AES President Dr. Sean Olive is nearing the end of his term. LOS ANGELES, CA—With experience as a musician, academic (at McGill University), and pro audio manufacturer (director of Acoustic Research at Harman International), Audio Engineering Society president Sean Olive’s history well prepared him to lead the society of audio technology professionals into this year’s 137th Convention in Los Angeles.
Educated in piano performance then sound sciences at McGill University, Olive cultivated his career by first learning the art and science of the audio recording process. “Over the past 25 years, I’ve made music, recorded music, and am now focused on reproducing audio,” he explains. “In recent years, I focused on the perception and measurement of audio—a more scientific, rigorous approach to how we record, evaluate and reproduce sound—with the goal of making the process more consistent. I think my experience has given me good insight into all the many facets of AES, as we are known. AES involves musicians, engineers and scientists—those making, recording and reproducing music.”

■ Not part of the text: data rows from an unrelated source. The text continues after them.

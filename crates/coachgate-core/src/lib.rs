//! # Coachgate Core
//!
//! 코치/클라이언트 서비스의 인증 및 역할 기반 접근 제어 핵심 로직입니다.
//!
//! 이 크레이트는 HTTP 프레임워크와 독립적으로 다음을 제공합니다:
//! - Argon2id 비밀번호 해싱
//! - HS256 JWT 발급 및 검증
//! - 역할 레지스트리와 시드
//! - 회원가입/로그인 서비스
//! - 토큰 기반 접근 가드
//! - 설정 관리 및 로깅 인프라

pub mod config;
pub mod error;
pub mod guard;
pub mod logging;
pub mod password;
pub mod roles;
pub mod service;
pub mod store;
pub mod token;

pub use config::{AppConfig, ConfigError};
pub use error::{AccessError, AuthError};
pub use guard::{AccessGuard, Subject};
pub use logging::{init_logging, LogConfig, LogFormat};
pub use password::{PasswordError, PasswordHasher};
pub use roles::{AccessMode, RoleName, RoleRegistry, RoleSet, SeedReport};
pub use service::AuthService;
pub use store::{
    Account, AccountView, CredentialStore, MemoryCredentialStore, NewAccount, StoreError,
    StoreResult,
};
pub use token::{Claims, IssuedToken, TokenError, TokenIssuer};
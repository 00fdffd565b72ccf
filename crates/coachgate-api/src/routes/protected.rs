//! 역할 기반 보호 endpoint.
//!
//! - `GET /api/coach-only`: COACH
//! - `GET /api/coach-client`: COACH 또는 CLIENT
//! - `GET /api/me`: 인증된 모든 사용자

use std::sync::Arc;

use axum::{extract::State, http::StatusCode, routing::get, Json, Router};

use coachgate_core::AccountView;

use crate::auth::{Authenticated, CoachAuth, CoachOrClientAuth};
use crate::error::{api_error, auth_rejection, ApiErrorResponse, ApiResult};
use crate::state::AppState;

/// 코치 전용 인사말.
///
/// GET /api/coach-only
#[utoipa::path(
    get,
    path = "/api/coach-only",
    responses(
        (status = 200, description = "인사말", body = String),
        (status = 401, description = "인증 필요", body = ApiErrorResponse),
        (status = 403, description = "권한 부족", body = ApiErrorResponse)
    ),
    security(("bearer_auth" = [])),
    tag = "protected"
)]
pub async fn coach_only(CoachAuth(subject): CoachAuth) -> String {
    format!(
        "Hello {}! This route is accessible by Coach only.",
        subject.username
    )
}

/// 코치/클라이언트 공용 인사말.
///
/// GET /api/coach-client
#[utoipa::path(
    get,
    path = "/api/coach-client",
    responses(
        (status = 200, description = "인사말", body = String),
        (status = 401, description = "인증 필요", body = ApiErrorResponse),
        (status = 403, description = "권한 부족", body = ApiErrorResponse)
    ),
    security(("bearer_auth" = [])),
    tag = "protected"
)]
pub async fn coach_client(CoachOrClientAuth(subject): CoachOrClientAuth) -> String {
    format!(
        "Hello {}! This route is accessible by both Coach and Client.",
        subject.username
    )
}

/// 현재 사용자 정보.
///
/// GET /api/me
#[utoipa::path(
    get,
    path = "/api/me",
    responses(
        (status = 200, description = "계정 정보 (비밀번호 해시 제외)"),
        (status = 401, description = "인증 필요", body = ApiErrorResponse)
    ),
    security(("bearer_auth" = [])),
    tag = "protected"
)]
pub async fn me(
    State(state): State<Arc<AppState>>,
    Authenticated(subject): Authenticated,
) -> ApiResult<Json<AccountView>> {
    state
        .auth
        .load_account(&subject.username)
        .await
        .map_err(auth_rejection)?
        .map(Json)
        .ok_or_else(|| {
            api_error(
                StatusCode::UNAUTHORIZED,
                "UNAUTHENTICATED",
                "인증이 필요합니다",
            )
        })
}

/// 보호 라우터 생성.
pub fn protected_router() -> Router<Arc<AppState>> {
    Router::new()
        .route("/coach-only", get(coach_only))
        .route("/coach-client", get(coach_client))
        .route("/me", get(me))
}
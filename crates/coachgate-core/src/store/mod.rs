//! 자격증명 저장소 추상화.
//!
//! 계정과 역할은 외부 저장소에 보관됩니다. 인증 서비스와 접근 가드는
//! [`CredentialStore`] trait만 알고 있으며, 구현체는 다음과 같습니다:
//!
//! - [`MemoryCredentialStore`]: 테스트 및 로컬 실행용 인메모리 저장소
//! - `coachgate-api`의 `PgCredentialStore`: PostgreSQL 저장소

mod memory;

use std::fmt;

use async_trait::async_trait;
use chrono::{DateTime, Utc};
use serde::Serialize;
use thiserror::Error;

use crate::roles::{RoleName, RoleSet};

pub use memory::MemoryCredentialStore;

/// 저장소 에러.
#[derive(Debug, Error)]
pub enum StoreError {
    /// 유일성 제약 위반 (같은 사용자 이름이 이미 존재)
    #[error("중복된 사용자 이름: {0}")]
    Duplicate(String),

    /// 존재하지 않는 역할 참조
    #[error("존재하지 않는 역할: {0}")]
    UnknownRole(String),

    /// 저장소 연결 불가
    #[error("저장소 연결 실패: {0}")]
    Unavailable(String),

    /// 쿼리 실행 실패
    #[error("쿼리 실패: {0}")]
    Query(String),
}

pub type StoreResult<T> = Result<T, StoreError>;

/// 저장된 계정.
#[derive(Clone, PartialEq, Eq)]
pub struct Account {
    /// 사용자 이름 (생성 후 변경 불가)
    pub username: String,
    /// PHC 형식 비밀번호 해시
    pub password_hash: String,
    /// 할당된 역할 (항상 1개 이상)
    pub roles: RoleSet,
    /// 생성 시각
    pub created_at: DateTime<Utc>,
}

impl Account {
    /// 비밀번호 해시를 제외한 공개용 뷰.
    pub fn view(&self) -> AccountView {
        AccountView {
            username: self.username.clone(),
            roles: self.roles.clone(),
            created_at: self.created_at,
        }
    }
}

impl fmt::Debug for Account {
    fn fmt(&self, f: &mut fmt::Formatter<'_>) -> fmt::Result {
        f.debug_struct("Account")
            .field("username", &self.username)
            .field("password_hash", &"<redacted>")
            .field("roles", &self.roles)
            .field("created_at", &self.created_at)
            .finish()
    }
}

/// 비밀번호 해시가 없는 계정 정보.
#[derive(Debug, Clone, PartialEq, Eq, Serialize)]
pub struct AccountView {
    pub username: String,
    pub roles: RoleSet,
    pub created_at: DateTime<Utc>,
}

/// 새 계정 생성 요청.
#[derive(Clone)]
pub struct NewAccount {
    pub username: String,
    pub password_hash: String,
    pub roles: RoleSet,
}

/// 자격증명 저장소.
///
/// 모든 메서드는 여러 태스크에서 동시에 호출될 수 있습니다.
/// 사용자 이름과 역할 이름의 유일성은 구현체가 보장해야 합니다.
#[async_trait]
pub trait CredentialStore: Send + Sync {
    /// 역할이 없으면 생성합니다. 새로 생성했으면 `true`.
    async fn create_role(&self, name: &RoleName) -> StoreResult<bool>;

    /// 등록된 전체 역할.
    async fn list_roles(&self) -> StoreResult<RoleSet>;

    /// 사용자 이름으로 계정 조회.
    async fn find_account(&self, username: &str) -> StoreResult<Option<Account>>;

    /// 계정과 역할 할당을 원자적으로 저장합니다.
    ///
    /// 사용자 이름이 이미 있으면 [`StoreError::Duplicate`],
    /// 등록되지 않은 역할이 있으면 [`StoreError::UnknownRole`]을 반환하며
    /// 이 경우 아무것도 저장되지 않습니다.
    async fn insert_account(&self, account: NewAccount) -> StoreResult<Account>;

    /// 계정의 역할 집합을 원자적으로 교체합니다. 계정이 없으면 `None`.
    async fn replace_roles(&self, username: &str, roles: &RoleSet) -> StoreResult<Option<Account>>;

    /// 저장소 연결 상태 확인.
    async fn ping(&self) -> StoreResult<()>;
}
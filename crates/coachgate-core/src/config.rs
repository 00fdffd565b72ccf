//! 설정 관리.
//!
//! 기본값 → 설정 파일(선택) → 환경 변수 순으로 덮어씁니다.
//! 환경 변수는 `COACHGATE__` 접두사와 `__` 구분자를 사용합니다
//! (예: `COACHGATE__TOKEN__SECRET`, `COACHGATE__ROLES__INITIAL=COACH,CLIENT`).

use std::fmt;
use std::path::Path;

use secrecy::SecretString;
use serde::{Deserialize, Serialize};
use thiserror::Error;

use crate::roles::{RoleName, DEFAULT_ROLE_NAMES};

/// 서명 비밀 키 최소 길이 (바이트).
pub const MIN_SECRET_LEN: usize = 32;

/// 토큰 유효 기간 상한 (30일).
pub const MAX_LIFETIME_MINUTES: i64 = 30 * 24 * 60;

/// 설정 에러.
#[derive(Debug, Error)]
pub enum ConfigError {
    #[error("설정 로드 실패: {0}")]
    Load(#[from] config::ConfigError),

    #[error("잘못된 설정: {0}")]
    Invalid(String),
}

/// 애플리케이션 설정.
#[derive(Debug, Clone, Default, Deserialize, Serialize)]
#[serde(default)]
pub struct AppConfig {
    /// 서버 설정
    pub server: ServerConfig,
    /// 데이터베이스 설정
    pub database: DatabaseConfig,
    /// 토큰 설정
    pub token: TokenConfig,
    /// 비밀번호 해싱 작업량
    pub password: PasswordConfig,
    /// 시작 시 등록할 역할
    pub roles: RolesConfig,
    /// 로깅 설정
    pub logging: LoggingConfig,
}

/// 서버 설정.
#[derive(Debug, Clone, Deserialize, Serialize)]
#[serde(default)]
pub struct ServerConfig {
    /// 바인딩할 호스트
    pub host: String,
    /// 리스닝할 포트
    pub port: u16,
    /// 요청 타임아웃 (초)
    pub request_timeout_secs: u64,
}

impl Default for ServerConfig {
    fn default() -> Self {
        Self {
            host: "127.0.0.1".to_string(),
            port: 8080,
            request_timeout_secs: 30,
        }
    }
}

/// 데이터베이스 설정.
///
/// `url`이 없으면 인메모리 저장소를 사용합니다.
#[derive(Debug, Clone, Deserialize, Serialize)]
#[serde(default)]
pub struct DatabaseConfig {
    /// PostgreSQL 연결 URL
    pub url: Option<String>,
    /// 최대 연결 수
    pub max_connections: u32,
    /// 연결 타임아웃 (초)
    pub connection_timeout_secs: u64,
}

impl Default for DatabaseConfig {
    fn default() -> Self {
        Self {
            url: None,
            max_connections: 10,
            connection_timeout_secs: 10,
        }
    }
}

/// 토큰 설정.
#[derive(Clone, Deserialize, Serialize)]
#[serde(default)]
pub struct TokenConfig {
    /// HMAC 서명 비밀 키 (기본값 없음)
    pub secret: String,
    /// `iss` 클레임
    pub issuer: String,
    /// 토큰 유효 기간 (분)
    pub lifetime_minutes: i64,
    /// 만료 시각 허용 오차 (초)
    pub leeway_secs: u64,
}

impl Default for TokenConfig {
    fn default() -> Self {
        Self {
            secret: String::new(),
            issuer: "coachgate".to_string(),
            lifetime_minutes: 60,
            leeway_secs: 0,
        }
    }
}

impl fmt::Debug for TokenConfig {
    fn fmt(&self, f: &mut fmt::Formatter<'_>) -> fmt::Result {
        f.debug_struct("TokenConfig")
            .field("secret", &"<redacted>")
            .field("issuer", &self.issuer)
            .field("lifetime_minutes", &self.lifetime_minutes)
            .field("leeway_secs", &self.leeway_secs)
            .finish()
    }
}

impl TokenConfig {
    /// 서명 비밀 키를 [`SecretString`]으로 반환.
    pub fn secret(&self) -> SecretString {
        SecretString::new(self.secret.clone().into())
    }

    /// 토큰 유효 기간 (초). 상한을 넘는 값은 상한으로 제한됩니다.
    pub fn lifetime_secs(&self) -> i64 {
        self.lifetime_minutes.min(MAX_LIFETIME_MINUTES) * 60
    }
}

/// Argon2id 작업량.
///
/// 기본값은 argon2 크레이트의 권장값(19 MiB, 2회, 병렬 1)입니다.
#[derive(Debug, Clone, Copy, PartialEq, Eq, Deserialize, Serialize)]
#[serde(default)]
pub struct PasswordConfig {
    /// 메모리 비용 (KiB)
    pub memory_kib: u32,
    /// 반복 횟수
    pub iterations: u32,
    /// 병렬도
    pub parallelism: u32,
}

impl Default for PasswordConfig {
    fn default() -> Self {
        Self {
            memory_kib: argon2::Params::DEFAULT_M_COST,
            iterations: argon2::Params::DEFAULT_T_COST,
            parallelism: argon2::Params::DEFAULT_P_COST,
        }
    }
}

/// 역할 설정.
#[derive(Debug, Clone, Deserialize, Serialize)]
#[serde(default)]
pub struct RolesConfig {
    /// 시작 시 등록할 역할 이름
    pub initial: Vec<String>,
}

impl Default for RolesConfig {
    fn default() -> Self {
        Self {
            initial: DEFAULT_ROLE_NAMES.iter().map(|s| s.to_string()).collect(),
        }
    }
}

/// 로깅 설정.
#[derive(Debug, Clone, Deserialize, Serialize)]
#[serde(default)]
pub struct LoggingConfig {
    /// 로그 레벨
    pub level: String,
    /// 로그 형식 (pretty, json, compact)
    pub format: String,
}

impl Default for LoggingConfig {
    fn default() -> Self {
        Self {
            level: "info".to_string(),
            format: "pretty".to_string(),
        }
    }
}

impl AppConfig {
    /// 파일(선택)과 환경 변수에서 설정을 로드하고 검증합니다.
    pub fn load<P: AsRef<Path>>(path: Option<P>) -> Result<Self, ConfigError> {
        let mut builder = Self::builder()?;

        if let Some(path) = path {
            builder = builder.add_source(config::File::from(path.as_ref()).required(false));
        }

        let config: Self = builder
            .add_source(
                config::Environment::with_prefix("COACHGATE")
                    .separator("__")
                    .list_separator(",")
                    .with_list_parse_key("roles.initial")
                    .try_parsing(true),
            )
            .build()?
            .try_deserialize()?;

        config.validate()?;
        Ok(config)
    }

    /// 기본 경로(`config/default.toml`)에서 설정을 로드합니다.
    pub fn load_default() -> Result<Self, ConfigError> {
        Self::load(Some("config/default.toml"))
    }

    /// TOML 문자열에서 설정을 로드합니다. 환경 변수는 읽지 않습니다.
    pub fn from_toml_str(toml: &str) -> Result<Self, ConfigError> {
        let config: Self = Self::builder()?
            .add_source(config::File::from_str(toml, config::FileFormat::Toml))
            .build()?
            .try_deserialize()?;

        config.validate()?;
        Ok(config)
    }

    fn builder() -> Result<config::ConfigBuilder<config::builder::DefaultState>, ConfigError> {
        Ok(config::Config::builder()
            .set_default("server.host", "127.0.0.1")?
            .set_default("server.port", 8080)?)
    }

    /// 설정 값 검증.
    pub fn validate(&self) -> Result<(), ConfigError> {
        if self.token.secret.len() < MIN_SECRET_LEN {
            return Err(ConfigError::Invalid(format!(
                "token.secret은 최소 {MIN_SECRET_LEN}바이트 이상이어야 합니다"
            )));
        }
        if !(1..=MAX_LIFETIME_MINUTES).contains(&self.token.lifetime_minutes) {
            return Err(ConfigError::Invalid(format!(
                "token.lifetime_minutes는 1-{MAX_LIFETIME_MINUTES} 범위여야 합니다"
            )));
        }
        argon2::Params::new(
            self.password.memory_kib,
            self.password.iterations,
            self.password.parallelism,
            None,
        )
        .map_err(|e| ConfigError::Invalid(format!("password 작업량 설정 오류: {e}")))?;

        self.initial_roles()?;
        Ok(())
    }

    /// 시작 시 등록할 역할 이름을 파싱합니다.
    pub fn initial_roles(&self) -> Result<Vec<RoleName>, ConfigError> {
        if self.roles.initial.is_empty() {
            return Err(ConfigError::Invalid(
                "roles.initial에 최소 1개의 역할이 필요합니다".to_string(),
            ));
        }

        self.roles
            .initial
            .iter()
            .map(|name| {
                RoleName::parse(name)
                    .ok_or_else(|| ConfigError::Invalid(format!("잘못된 역할 이름: {name:?}")))
            })
            .collect()
    }
}
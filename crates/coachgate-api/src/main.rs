//! Coachgate API 서버.
//!
//! 설정을 로드하고, 저장소를 연결하고, 역할을 시드한 뒤 REST API 서버를 시작합니다.

use std::net::SocketAddr;
use std::sync::Arc;
use std::time::Duration;

use anyhow::Context;
use axum::{http::StatusCode, Router};
use tower_http::cors::{AllowOrigin, CorsLayer};
use tower_http::timeout::TimeoutLayer;
use tower_http::trace::TraceLayer;
use tracing::{error, info, warn};

use coachgate_api::openapi::swagger_ui_router;
use coachgate_api::repository::{self, PgCredentialStore};
use coachgate_api::routes::create_api_router;
use coachgate_api::state::AppState;
use coachgate_core::{init_logging, AppConfig, CredentialStore, LogConfig, MemoryCredentialStore};

/// CORS 레이어 생성.
///
/// CORS_ORIGINS 환경변수가 설정되어 있으면 해당 origin만 허용합니다.
/// 설정되지 않으면 개발 모드로 간주하여 모든 origin을 허용합니다.
fn cors_layer() -> CorsLayer {
    let allow_origin = match std::env::var("CORS_ORIGINS") {
        Ok(origins) if !origins.is_empty() => {
            let origins: Vec<_> = origins
                .split(',')
                .filter_map(|s| s.trim().parse().ok())
                .collect();

            if origins.is_empty() {
                warn!("CORS_ORIGINS is set but contains no valid origins, allowing any");
                AllowOrigin::any()
            } else {
                info!("CORS configured with {} allowed origins", origins.len());
                AllowOrigin::list(origins)
            }
        }
        _ => {
            warn!("CORS_ORIGINS not set, allowing any origin (development mode)");
            AllowOrigin::any()
        }
    };

    CorsLayer::new()
        .allow_origin(allow_origin)
        .allow_methods([axum::http::Method::GET, axum::http::Method::POST])
        .allow_headers([
            axum::http::header::CONTENT_TYPE,
            axum::http::header::AUTHORIZATION,
        ])
}

/// 자격증명 저장소 선택.
///
/// `database.url`(또는 `DATABASE_URL`)이 있으면 PostgreSQL, 없으면 인메모리 저장소를 사용합니다.
async fn create_store(config: &AppConfig) -> anyhow::Result<(Arc<dyn CredentialStore>, &'static str)> {
    let url = config
        .database
        .url
        .clone()
        .or_else(|| std::env::var("DATABASE_URL").ok());

    match url {
        Some(url) => {
            let pool = repository::connect(&url, &config.database)
                .await
                .context("데이터베이스 연결 실패")?;
            repository::migrate(&pool)
                .await
                .context("마이그레이션 실패")?;
            Ok((Arc::new(PgCredentialStore::new(pool)), "postgres"))
        }
        None => {
            warn!("No database URL configured, using in-memory credential store");
            Ok((Arc::new(MemoryCredentialStore::new()), "memory"))
        }
    }
}

fn create_router(state: Arc<AppState>, request_timeout: Duration) -> Router {
    Router::new()
        .merge(create_api_router().with_state(state))
        .merge(swagger_ui_router())
        .layer(TraceLayer::new_for_http())
        .layer(TimeoutLayer::with_status_code(
            StatusCode::REQUEST_TIMEOUT,
            request_timeout,
        ))
        .layer(cors_layer())
}

/// OpenAPI 스펙 내보내기 처리.
///
/// `--export-openapi` 플래그 또는 `EXPORT_OPENAPI` 환경변수가 설정된 경우
/// OpenAPI JSON 스펙을 stdout으로 출력하고 `true`를 반환합니다.
fn handle_export_openapi() -> anyhow::Result<bool> {
    use coachgate_api::openapi::ApiDoc;
    use utoipa::OpenApi as _;

    let export_flag = std::env::args().any(|arg| arg == "--export-openapi");
    let export_env = std::env::var("EXPORT_OPENAPI")
        .map(|v| v == "1" || v == "true")
        .unwrap_or(false);

    if export_flag || export_env {
        let json = serde_json::to_string_pretty(&ApiDoc::openapi())?;
        println!("{}", json);
        return Ok(true);
    }

    Ok(false)
}

#[tokio::main]
async fn main() -> anyhow::Result<()> {
    // .env 파일 로드 (있는 경우)
    let _ = dotenvy::dotenv();

    if handle_export_openapi()? {
        return Ok(());
    }

    let config = AppConfig::load_default().context("설정 로드 실패")?;

    init_logging(LogConfig::from(&config.logging))
        .map_err(|e| anyhow::anyhow!("로깅 초기화 실패: {e}"))?;

    info!("Starting Coachgate API server...");

    let addr: SocketAddr = format!("{}:{}", config.server.host, config.server.port)
        .parse()
        .map_err(|e| {
            error!(
                host = %config.server.host,
                port = config.server.port,
                error = %e,
                "소켓 주소 설정이 유효하지 않습니다. server.host, server.port 설정을 확인하세요."
            );
            e
        })?;

    let (store, storage_kind) = create_store(&config).await?;

    let state = AppState::new(&config, store, storage_kind).context("서비스 초기화 실패")?;

    let seeded = state
        .registry()
        .ensure(&config.initial_roles()?)
        .await
        .context("역할 시드 실패")?;
    info!(
        created = ?seeded.created,
        existing = ?seeded.existing,
        "Roles ensured"
    );

    info!(
        version = %state.version,
        storage = storage_kind,
        token_lifetime_secs = config.token.lifetime_secs(),
        "Application state initialized"
    );

    let app = create_router(
        Arc::new(state),
        Duration::from_secs(config.server.request_timeout_secs),
    );

    info!(%addr, "API server listening");
    info!("Swagger UI available at http://{}/swagger-ui", addr);
    info!("OpenAPI spec at http://{}/api-docs/openapi.json", addr);

    let listener = tokio::net::TcpListener::bind(addr).await?;

    axum::serve(listener, app)
        .with_graceful_shutdown(shutdown_signal())
        .await?;

    info!("Server stopped gracefully");
    Ok(())
}

/// Graceful shutdown 시그널 대기.
///
/// Ctrl+C 또는 SIGTERM 시그널을 수신하면 반환합니다.
async fn shutdown_signal() {
    let ctrl_c = async {
        if let Err(e) = tokio::signal::ctrl_c().await {
            error!(error = %e, "Failed to install Ctrl+C handler");
            std::future::pending::<()>().await;
        }
    };

    #[cfg(unix)]
    let terminate = async {
        match tokio::signal::unix::signal(tokio::signal::unix::SignalKind::terminate()) {
            Ok(mut signal) => {
                signal.recv().await;
            }
            Err(e) => {
                error!(error = %e, "Failed to install SIGTERM handler");
                std::future::pending::<()>().await;
            }
        }
    };

    #[cfg(not(unix))]
    let terminate = std::future::pending::<()>();

    tokio::select! {
        _ = ctrl_c => {
            warn!("Received Ctrl+C, initiating graceful shutdown...");
        }
        _ = terminate => {
            warn!("Received SIGTERM, initiating graceful shutdown...");
        }
    }
}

Olive illustrates how an AES Convention is not merely a show. “As an organization, we compete with groups like NAMM,” he explains. “[At the NAMM Show,] there is a focus on audio, especially home and studio recording, but there isn’t an academic, educational or standards- making process going on. So there’s really no other place than AES to talk to those involved in design, manufacturing and end-use; all in the same room, they can discuss each of their needs.”
Manufacturers, notes Olive, are often key in informing the AES of the recording public’s educational needs. “Manufacturers come to us, saying, ‘Our biggest problem is that customers don’t know how to use the products.’ They want us to help train them. Pretty much anyone can record sound today, and more and more people have access to these tools. Yet the process—acoustics, choosing the right loudspeaker, monitoring environment, etc.— is still largely misunderstood. Users must understand what they’re hearing. Is it representative of a standard or are they mixing in an uncalibrated environment? A lot of people who record don’t have a basic understanding of perception of sound, acoustics and psychoacoustics. Those are things that they can learn about at an AES convention.”
Beyond the art and science, Olive attests that AES activities, from the conventions to local section activities, provide the opportunities to network and trade ideas in better business practices: needs that are more pressing today than ever before. “The democratization of audio is probably the biggest challenge in doing business for the average user,” he explains. “That means that everyone is essentially a small business owner. They aren’t going to sign contracts with record labels, so they must figure out how to better distribute and sell their products.”
Thus, the return of AES to Los Angeles provides a well-balanced service to both the creative and business sides of the audio production craft. “L.A. remains the entertainment capital of the world,” Olive continues. “We have thriving film, television and fairly vibrant music scenes. So much of the concert, sound reinforcement and gaming industries are here, too. It’s exciting to bring AES back to attract those people working in such varied facets of the audio business. In the past, one of the things we haven’t paid enough attention to is cinema audio. In March, we are going to host the first convention on cinema audio here in Hollywood, so I’m hoping that this convention will help continue the excitement surrounding AES on into next year.”